Archive for the ‘Travel’ Category

He’s on the Move (a post by Josh)

Fried chicken dinner (Eat Me. Drink Me.)

It’s been a minute since I’ve updated my travels, my eats, and frankly, my stomach’s adjustment to Southern Foods. Don’t get me wrong, I’ve been living in the South for about three years now, but I don’t always choose to indulge in collards with fat back as my staple lunch item. But now – this summer – I’ve got to go big then go home and take a nap to “work off” that fried goodness. O! that fried goodness!
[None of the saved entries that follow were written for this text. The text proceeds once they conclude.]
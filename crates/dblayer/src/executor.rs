//! Execution seams and the execution context.
//!
//! Backends implement [`Executor`], [`Pool`] and [`Session`]. Builders never talk to those
//! traits directly; they go through [`Conn`], which resolves whether a statement runs on the
//! pool or inside a transaction, rebinds `?` placeholders for the active dialect, applies the
//! caller's [`Context`] and logs the statement.

use crate::cache;
use crate::context::Context;
use crate::database::Database;
use crate::dialect::Dialect;
use crate::error::{OrmError, OrmResult};
use crate::monitor::{ExecutorKind, log_statement};
use crate::named::compile_record;
use crate::record::Record;
use crate::row::Row;
use crate::transaction::Transaction;
use crate::value::Value;
use async_trait::async_trait;
use std::sync::Arc;
use std::time::{Duration, Instant};

/// Outcome of a statement that returns no rows.
#[derive(Debug, Clone, Copy, Default, PartialEq, Eq)]
pub struct ExecResult {
    pub rows_affected: u64,
    /// Backend-reported id of the last inserted row, where the backend has one.
    pub last_insert_id: Option<i64>,
}

/// Anything that can run a statement with `?`-free, already rebound SQL.
#[async_trait]
pub trait Executor: Send + Sync {
    async fn query(&self, sql: &str, args: &[Value]) -> OrmResult<Vec<Row>>;

    async fn execute(&self, sql: &str, args: &[Value]) -> OrmResult<ExecResult>;
}

/// A pooled connection provider.
#[async_trait]
pub trait Pool: Executor {
    /// Backend family tag, e.g. `"postgres"`.
    fn driver(&self) -> &str;

    async fn ping(&self) -> OrmResult<()>;

    /// Acquire a dedicated connection and open a transaction on it.
    async fn begin(&self) -> OrmResult<Box<dyn Session>>;
}

/// One open transaction on a dedicated connection.
///
/// Dropping a session that was neither committed nor rolled back must discard its work.
#[async_trait]
pub trait Session: Executor {
    async fn commit(&mut self) -> OrmResult<()>;

    async fn rollback(&mut self) -> OrmResult<()>;
}

#[derive(Clone, Copy)]
pub(crate) enum Target<'a> {
    Pool(&'a Database),
    Transaction(&'a Transaction),
    Detached,
}

impl std::fmt::Debug for Target<'_> {
    fn fmt(&self, f: &mut std::fmt::Formatter<'_>) -> std::fmt::Result {
        f.write_str(match self {
            Target::Pool(_) => "Pool",
            Target::Transaction(_) => "Transaction",
            Target::Detached => "Detached",
        })
    }
}

/// Execution context: the resolved executor plus its dialect.
#[derive(Debug, Clone)]
pub struct Conn<'a> {
    target: Target<'a>,
    dialect: Arc<dyn Dialect>,
}

impl<'a> Conn<'a> {
    pub(crate) fn new(target: Target<'a>, dialect: Arc<dyn Dialect>) -> Self {
        Self { target, dialect }
    }

    pub fn dialect(&self) -> &Arc<dyn Dialect> {
        &self.dialect
    }

    pub fn is_transaction(&self) -> bool {
        matches!(self.target, Target::Transaction(_))
    }

    fn executor(&self) -> OrmResult<(&'a dyn Executor, ExecutorKind)> {
        match self.target {
            Target::Pool(db) => Ok((db.pool() as &dyn Executor, ExecutorKind::Pool)),
            Target::Transaction(tx) => Ok((tx.session()? as &dyn Executor, ExecutorKind::Transaction)),
            Target::Detached => Err(OrmError::NoExecutor(
                "builder is bound to neither a database nor a transaction".to_string(),
            )),
        }
    }

    // ==================== select ====================

    /// Run a query and return every row.
    pub async fn select(&self, sql: &str, args: &[Value]) -> OrmResult<Vec<Row>> {
        self.select_ctx(&Context::background(), sql, args).await
    }

    pub async fn select_ctx(&self, ctx: &Context, sql: &str, args: &[Value]) -> OrmResult<Vec<Row>> {
        let (executor, kind) = self.executor()?;
        let sql = self.dialect.rebind(sql);
        let started = Instant::now();
        let result = ctx.run(executor.query(&sql, args)).await;
        log_statement(kind, &sql, args.len(), started.elapsed(), result.is_ok());
        result
    }

    /// Run a query and return the first row, if any.
    pub async fn get(&self, sql: &str, args: &[Value]) -> OrmResult<Option<Row>> {
        self.get_ctx(&Context::background(), sql, args).await
    }

    pub async fn get_ctx(&self, ctx: &Context, sql: &str, args: &[Value]) -> OrmResult<Option<Row>> {
        Ok(self.select_ctx(ctx, sql, args).await?.into_iter().next())
    }

    /// Read-through variant of [`Conn::select_ctx`].
    ///
    /// Only pooled reads are cached; inside a transaction, or with no cache driver
    /// configured on the database, the statement always runs.
    pub(crate) async fn select_cached(
        &self,
        ctx: &Context,
        sql: &str,
        args: &[Value],
        ttl: Option<Duration>,
    ) -> OrmResult<Vec<Row>> {
        let (Target::Pool(db), Some(ttl)) = (self.target, ttl) else {
            return self.select_ctx(ctx, sql, args).await;
        };
        let Some(driver) = db.cache() else {
            return self.select_ctx(ctx, sql, args).await;
        };

        let key = cache::cache_key(sql, args)?;
        if let Some(rows) = driver.get(&key).await {
            return Ok(rows);
        }
        let rows = self.select_ctx(ctx, sql, args).await?;
        driver.set(&key, rows.clone(), ttl).await;
        Ok(rows)
    }

    // ==================== exec ====================

    /// Run a statement that returns no rows.
    pub async fn exec(&self, sql: &str, args: &[Value]) -> OrmResult<ExecResult> {
        self.exec_ctx(&Context::background(), sql, args).await
    }

    pub async fn exec_ctx(&self, ctx: &Context, sql: &str, args: &[Value]) -> OrmResult<ExecResult> {
        let (executor, kind) = self.executor()?;
        let sql = self.dialect.rebind(sql);
        let started = Instant::now();
        let result = ctx.run(executor.execute(&sql, args)).await;
        log_statement(kind, &sql, args.len(), started.elapsed(), result.is_ok());
        result
    }

    /// Run a statement with `:name` placeholders bound from a record.
    pub async fn named_exec<R: Record + ?Sized + Sync>(&self, sql: &str, record: &R) -> OrmResult<ExecResult> {
        self.named_exec_ctx(&Context::background(), sql, record).await
    }

    pub async fn named_exec_ctx<R: Record + ?Sized + Sync>(
        &self,
        ctx: &Context,
        sql: &str,
        record: &R,
    ) -> OrmResult<ExecResult> {
        let (sql, args) = compile_record(sql, record)?;
        self.exec_ctx(ctx, &sql, &args).await
    }
}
Well since I’ve last updated (on my travels, not my shameful meal), I’ve been to Sapelo Island, Charleston, a few surrounding areas (James Island, Mt. Pleasant), Beaufort, Athens, Atlanta, Watkinsville, and Birmingham. That’s where I sit right now, sipping a well roasted, full bodied black coffee – iced (to cut the 99 degree heat and 110 percent humidity).

With a list like that, I’ve had my share of experiences in different parts of the country. A few come to mind immediately. Like the time in Beaufort, SC where a man walked away from me after this conversation: “Where ya from” – “Well I was born in Virginia, lived in New York -” “Goodbye.” I kid you not. He didn’t even hear that I live in North Carolina now (clearly below that Mason-Dixon line).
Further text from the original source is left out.